Operator 📞 - Hackathon

Feb 15, 2024

Treading the fine line.

Everyone hates those robocalls you get on your personal phones, but would it be just as bad if we called businesses?

Google Duplex seemed to think so, after their demo that amazed everyone, they canned the product. I wondered however, if it’s fair for me to spend an hour on the phone with Telstra’s robots, wouldn’t it be fine if they were on the phone with my robot?

We discussed some moral, ethical, and legal issues with this, but concluded that it can’t be that bad and we didn’t need to think about legal issues yet. It’s easier to ask for forgiveness, than to ask for permission.

No code sample for this one… but we still got the slide deck!

What is it?

Businesses that rely on variables pricing schemes where most customers pay the ‘sucker’ rate are weak to customers that spend the time researching for a better deal. Our idea was to sell a service where everyone has all the research to ask for a better deal, and take it a step further, where you don’t even have to know the information at all… the service negotiates for you.

For this to work, we decided we needed to become the customer. In mid 2022 when we did this project, voice models were on the up and up, and we wanted in.

I devised a business model; customers would sign up with us, give us some money, give us permission to act on their behalf, collect their super-secret personal information, collect a long sample of their voice. Using this, we’d clone their voice to a TTS model and have it speak to the worker on the other side of the phone.

We had the information, we had a goal, we had the data, we had a voice, we knew what we needed to do.

We realized that mortgages were a prime target after hearing and reading anecdotal evidence of people calling their bank and just asking for their rates to be lowered. In many cases, this would just work, and the customers would receive a better rate. We toyed with the idea of more advanced negotiation techniques, such as asking for discharge forms, or mentioning other banks having lower rates, but for our POC we decided that a simple tool would be best to prove functionality.

How was it made?

The main tech challenges we faced were arguably pretty simple in theory, and separately, had been done before;

For our MVP / demo we needed to do the following.

Phone requirements

be able to call the bank
listen to the other side of the phone
interpret what they were saying
come up with a response
say it back
conclude and hang up

The primary loop being; listen, interpret, generate, say.

Voice requirements

Clone our customers voice
Inference faster than realtime

Once we thought about that for a few minutes, with no knowledge about anything to do with phone call technology, we jumped straight into it.

Phone

It was clear we needed programmatic access to a phone call.
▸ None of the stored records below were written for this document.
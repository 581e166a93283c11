//! Trading date in canonical `YYYYMMDD` integer form.
//!
//! The remote source and older files write dates as `2024-01-02`, `2024/01/02`
//! or `20240102`. All of them normalize to the same key, so comparisons and
//! deduplication never depend on how a row happened to be spelled.

use chrono::{Datelike, NaiveDate};
use serde::{Deserialize, Serialize};
use std::fmt;

/// Calendar date encoded as `YYYYMMDD`.
///
/// `TradeDate::MIN` (zero) doubles as the open lower bound of a fetch range.
#[derive(Debug, Clone, Copy, PartialEq, Eq, PartialOrd, Ord, Hash, Serialize, Deserialize)]
#[serde(transparent)]
pub struct TradeDate(u32);

impl TradeDate {
    pub const MIN: TradeDate = TradeDate(0);

    pub const fn new(value: u32) -> Self {
        Self(value)
    }

    /// Parse a date string, stripping `-` and `/` separators.
    ///
    /// Returns `None` unless exactly eight ASCII digits remain.
    pub fn parse(raw: &str) -> Option<Self> {
        let cleaned: String = raw
            .trim()
            .chars()
            .filter(|c| *c != '-' && *c != '/')
            .collect();
        if cleaned.len() != 8 || !cleaned.bytes().all(|b| b.is_ascii_digit()) {
            return None;
        }
        cleaned.parse().ok().map(TradeDate)
    }

    pub fn from_naive(date: NaiveDate) -> Self {
        let year = u32::try_from(date.year()).unwrap_or(0);
        Self(year * 10_000 + date.month() * 100 + date.day())
    }

    pub const fn value(self) -> u32 {
        self.0
    }
}

impl fmt::Display for TradeDate {
    fn fmt(&self, f: &mut fmt::Formatter<'_>) -> fmt::Result {
        write!(f, "{:08}", self.0)
    }
}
I took this on and looked into SIP and phone trunking software, but found it too obtuse and it seemed most of it was more enterprise phone management for call centers. Soon after, I found Twilio and decided that was our best bet. Twilio offers API access for phone call management, including bi-directional audio streaming which fit perfectly with what I wanted. At the time, the docs were a bit lacking, and it was quite difficult to get what I wanted out of it, but with a lot of tenacity I had a Python script that would call a phone number, and play some audio.

The hardest component of this was audio streaming, not helped at all by the sub-par documentation (since been upgraded). I hadn’t worked with websockets before, and this was a big leap. After a few problems in Python I ported the calling script over to NodeJS, given its better handling and wider support of websockets and streaming. The structure and order of the Twilio requests and sockets were something I had trouble with, so I’ve made a sequence diagram of the whole processes further down the page.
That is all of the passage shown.